■ Exercise
Each line from the one containing "async fn main()" through the last line of the data below is to be written out verbatim, and nothing more.

Stored data
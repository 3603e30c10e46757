#![no_main]

use hubble_filters::{FilterSpecLoader, default_filters};
use libfuzzer_sys::fuzz_target;

fuzz_target!(|data: &[u8]| {
    if let Ok(yaml_str) = std::str::from_utf8(data) {
        if let Ok(specs) = FilterSpecLoader::parse_yaml(yaml_str, "fuzz-input.yaml") {
            let _ = specs.compile(&default_filters());
        }
    }
});
//! Command handlers -- one module per subcommand

pub mod filter;
pub mod validate;
pub mod version;
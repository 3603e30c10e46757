//! hubble-filter -- command-line front end for the Hubble flow filter engine

mod cli;
mod commands;
mod error;
mod logging;
mod output;

use clap::Parser;
use colored::Colorize;

use hubble_core::config::HubbleConfig;

use crate::cli::{Cli, Commands};
use crate::error::CliError;
use crate::output::OutputWriter;

#[tokio::main]
async fn main() {
    let cli = Cli::parse();

    let code = match run(cli).await {
        Ok(()) => 0,
        Err(e) => {
            eprintln!("{} {e}", "error:".red().bold());
            e.exit_code()
        }
    };

    std::process::exit(code);
}

async fn run(cli: Cli) -> Result<(), CliError> {
    let mut config = HubbleConfig::load_or_default(&cli.config).await?;
    if let Some(level) = cli.log_level {
        config.general.log_level = level;
        config.validate()?;
    }

    logging::init_tracing(&config.general)?;
    tracing::debug!(config = %cli.config.display(), "configuration loaded");

    let writer = OutputWriter::new(cli.output);
    match cli.command {
        Commands::Filter(args) => commands::filter::execute(args, &config, &writer).await,
        Commands::Validate(args) => commands::validate::execute(args, &writer).await,
        Commands::Version => commands::version::execute(&writer),
    }
}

■ Response for this exercise
async fn main() {
    let cli = Cli::parse();

    let code = match run(cli).await {
        Ok(()) => 0,
        Err(e) => {
            eprintln!("{} {e}", "error:".red().bold());
            e.exit_code()
        }
    };

    std::process::exit(code);
}

async fn run(cli: Cli) -> Result<(), CliError> {
    let mut config = HubbleConfig::load_or_default(&cli.config).await?;
    if let Some(level) = cli.log_level {
        config.general.log_level = level;
        config.validate()?;
    }

    logging::init_tracing(&config.general)?;
    tracing::debug!(config = %cli.config.display(), "configuration loaded");

    let writer = OutputWriter::new(cli.output);
    match cli.command {
        Commands::Filter(args) => commands::filter::execute(args, &config, &writer).await,
        Commands::Validate(args) => commands::validate::execute(args, &writer).await,
        Commands::Version => commands::version::execute(&writer),
    }
}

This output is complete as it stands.